Cross-Linguistic Assessment of Models on Syntax

Source and instructions required for replicating the CLAMS paper (Cross-Linguistic Syntactic Evaluation of Word Prediction Models, Mueller et al., ACL 2020).

In this repository, we provide the following:

Our data sets for training and testing the LSTM language models
Syntactic evaluation sets
- English, French, German, Hebrew, Russian
Attribute-varying grammars (AVGs)
Code for replicating the CLAMS paper, including:
- A modified form of Rebecca Marvin's syntactic evaluation code for testing on CLAMS evaluation sets
- A modified form of Yoav Goldberg's BERT-Syntax code, as well as code to prepare CLAMS evaluation sets for running in it

Data Sets

English: train / valid / test / vocab
- From Gulordava et al. (2018)
French: train / valid / test / vocab
German: train / valid / test / vocab
Hebrew: train / valid / test / vocab
- From Gulordava et al. (2018)
Russian: train / valid / test / vocab

To replicate the multilingual corpora, simply concatenate the training, validation, and test corpora for each language. The multilingual vocabulary is the concatenation of each language's monolingual vocabulary.

Attribute-Varying Grammars

These are used to generate syntactic evaluation sets by varying attributes. This generates sets of grammatical and ungrammatical examples in a controlled manner.

The behavior of this system is defined in grammar.py. The idea is quite similar to context-free grammars, but with an added vary statement which defines which preterminals and attributes to vary to generate the desired incorrect examples. See the CLAMS paper for more detail.

The generation procedure we use is defined in generator.py. We give the script a directory of grammars, wherein each file contains one syntactic test case. We also define a common.avg grammar for each language, which contains terminals shared by all other grammars in the directory. You can also check whether all tokens in your grammars are contained in your language model's vocabulary by using the --check_vocab argument, which takes a text file of line-separated tokens.

Example usage:

python generator.py --grammars fr_replication --check_vocab data/fr/vocab.txt

Syntactic Evaluation Sets

The evaluation sets we use in the CLAMS paper are present in the *_evalset folders. They are formatted as tab-separated tables, where the first column is a Boolean representing the grammaticality of the sentence, and the second is the evaluation case.

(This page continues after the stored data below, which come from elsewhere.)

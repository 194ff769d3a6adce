/*!
 * Process Facade Tests
 * Introspection surface of the guest-visible process object
 */

use pretty_assertions::assert_eq;
use script_host::{
    bind_process, GuestFailure, GuestValue, ProcessContext, TickQueue, RUNTIME_VERSION,
};
use serial_test::serial;
use std::sync::Arc;
use std::thread;
use std::time::Duration;

fn context_with_queue() -> (Arc<ProcessContext>, Arc<TickQueue>) {
    let queue = Arc::new(TickQueue::new());
    let ctx = Arc::new(ProcessContext::builder().with_scheduler(&queue).build());
    (ctx, queue)
}

#[test]
fn version_and_platform_are_bound_properties() {
    let (ctx, _queue) = context_with_queue();
    let process = bind_process(ctx);

    assert_eq!(
        process.get("version"),
        Some(GuestValue::Str(RUNTIME_VERSION.to_string()))
    );
    assert_eq!(
        process.get("platform"),
        Some(GuestValue::Str(std::env::consts::OS.to_string()))
    );
    // Documented absences: no argv, no stdin
    assert_eq!(process.get("argv"), None);
    assert!(process.child("stdin").is_none());
}

#[test]
fn binding_table_is_exactly_the_documented_surface() {
    let (ctx, _queue) = context_with_queue();
    let process = bind_process(ctx);

    assert_eq!(
        process.method_names(),
        vec![
            "abort",
            "exit",
            "getenv",
            "hrtime",
            "memoryUsage",
            "nextTick",
            "uptime",
            "versions",
        ]
    );
    assert_eq!(
        process.property_names(),
        vec!["execPath", "platform", "version"]
    );
    assert!(process.child("stdout").is_some());
    assert!(process.child("stderr").is_some());
}

#[test]
fn versions_includes_the_runtime_itself() {
    let (ctx, _queue) = context_with_queue();
    let versions = ctx.versions();
    let map = versions.as_map().unwrap();
    assert_eq!(
        map.get("script-host"),
        Some(&GuestValue::Str(RUNTIME_VERSION.to_string()))
    );
    assert!(map.contains_key("process-abi"));
}

#[test]
#[serial]
fn getenv_returns_every_live_variable_exactly() {
    std::env::set_var("SCRIPT_HOST_TEST_VAR", "round-trip ✓");
    let (ctx, _queue) = context_with_queue();

    let env = ctx.getenv();
    let map = env.as_map().unwrap();
    for (key, value) in std::env::vars() {
        assert_eq!(map.get(&key), Some(&GuestValue::Str(value)));
    }
    std::env::remove_var("SCRIPT_HOST_TEST_VAR");
}

#[test]
#[serial]
fn getenv_is_a_snapshot_not_a_live_view() {
    std::env::set_var("SCRIPT_HOST_SNAPSHOT_VAR", "before");
    let (ctx, _queue) = context_with_queue();

    let snapshot = ctx.getenv();
    std::env::set_var("SCRIPT_HOST_SNAPSHOT_VAR", "after");

    let map = snapshot.as_map().unwrap();
    assert_eq!(
        map.get("SCRIPT_HOST_SNAPSHOT_VAR"),
        Some(&GuestValue::Str("before".to_string()))
    );
    std::env::remove_var("SCRIPT_HOST_SNAPSHOT_VAR");
}

#[test]
fn memory_usage_total_covers_used() {
    let (ctx, _queue) = context_with_queue();
    let usage = ctx.memory_usage();
    let map = usage.as_map().unwrap();
    let total = map.get("heapTotal").and_then(GuestValue::as_int).unwrap();
    let used = map.get("heapUsed").and_then(GuestValue::as_int).unwrap();
    assert!(total >= used);
    assert!(used >= 0);
}

#[test]
fn uptime_is_monotonic_and_hrtime_strictly_increases() {
    let (ctx, _queue) = context_with_queue();

    let up_first = ctx.uptime();
    let hr_first = ctx.hrtime();
    thread::sleep(Duration::from_millis(5));
    let hr_second = ctx.hrtime();
    let up_second = ctx.uptime();

    assert!(up_second >= up_first);
    assert!(hr_second > hr_first);
}

#[test]
fn exit_with_bad_argument_is_a_catchable_error() {
    let (ctx, _queue) = context_with_queue();
    let process = bind_process(ctx);

    let outcome = process.call("exit", &[GuestValue::Str("not a code".into())]);
    match outcome {
        Err(failure) => assert!(failure.catchable()),
        Ok(_) => panic!("exit must not return a value"),
    }
}

#[test]
fn exit_truncates_float_codes_toward_zero() {
    let (ctx, _queue) = context_with_queue();
    let process = bind_process(ctx);

    match process.call("exit", &[GuestValue::Float(7.9)]) {
        Err(GuestFailure::Exit(signal)) => {
            assert_eq!(signal.code, 7);
            assert!(!signal.fatal);
        }
        other => panic!("expected a termination signal, got {:?}", other),
    }
}

#[test]
fn unknown_member_calls_are_rejected() {
    let (ctx, _queue) = context_with_queue();
    let process = bind_process(ctx);

    let outcome = process.call("kill", &[]);
    assert!(matches!(outcome, Err(failure) if failure.catchable()));
}

#[test]
fn exec_path_is_best_effort_string() {
    let (ctx, _queue) = context_with_queue();
    match ctx.exec_path() {
        GuestValue::Str(path) => assert!(!path.is_empty()),
        GuestValue::Undefined => (), // acceptable on hosts without a resolvable exe
        other => panic!("unexpected execPath value: {:?}", other),
    }
}

#[test]
fn next_tick_after_queue_teardown_is_catchable() {
    let queue = Arc::new(TickQueue::new());
    let ctx = ProcessContext::builder().with_scheduler(&queue).build();
    drop(queue);

    let outcome = ctx.next_tick(Box::new(|| Ok(())));
    assert!(matches!(outcome, Err(failure) if failure.catchable()));
}

#[test]
fn emit_delegates_to_the_composed_capability() {
    let (ctx, _queue) = context_with_queue();
    let seen = Arc::new(parking_lot::Mutex::new(Vec::new()));
    let sink = Arc::clone(&seen);
    ctx.events().on(
        "exit",
        Arc::new(move |payload: &GuestValue| {
            sink.lock().push(payload.clone());
        }),
    );

    assert!(ctx.events().emit("exit", &GuestValue::Int(3)));
    assert!(!ctx.events().emit("unheard", &GuestValue::Undefined));
    assert_eq!(&*seen.lock(), &vec![GuestValue::Int(3)]);
}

Note that the AVGs generate examples which have a minimal amount of preprocessing---most tokens are lowercase, and by default, they do not contain punctuation or end-of-sentence markers. This is meant to keep them modular. We provide a preproc.py script which changes the format of the examples to better fit our training domain, and this should be modified to make the evaluation sets look more like your training sets (if you so choose). We use the --eos setting to obtain the results in Table 2 of our paper; we use both the --eos and --capitalize settings to obtain the results in Table 4. The postproc.sh script simply renames the files generated by preproc.py to replace the original un-processed files.

Example usage:

python preproc.py --evalsets fr_evalset --eos
./postproc.sh fr_evalset

Language Model Training and Evaluation

Training and Testing LMs

Requirements:

Python 3.6.9+
PyTorch 1.1.0
CUDA 9.0

We modify the code of van Schijndel, Mueller & Linzen (2019), which itself is a modification of the code from Marvin & Linzen (2018). This code was written to run on a particular SLURM-enabled grid setup. We highly encourage pull requests containing code updated to run on more recent PyTorch/CUDA versions, as well as code meant to run on more types of systems.

To train an LSTM language model, run train_{en,fr,de,ru,he}.sh in LM_syneval/example_scripts.

To obtain model perplexities on a test corpus, run the following (in LM_syneval/word-language-model):

python main.py --test --lm_data $corpus_dir/ --save models/$model_pt --save_lm_data models/$model_bin --testfname $test_file

There is a test script in LM_syneval/example_scripts.

Obtaining Word Scores on Syntactic Evaluation Sets

To obtain word-by-word model surprisals on the syntactic evaluation sets, run the following (in LM_syneval/word-language-model):

./test.sh $evalset_dir $model_dir $test_case

To evaluate on every test case in a directory of evaluation sets, pass all as the $test_case argument.

The above script outputs a series of files with the extension .$model_dir.wordscores in the same directory as the evaluation sets.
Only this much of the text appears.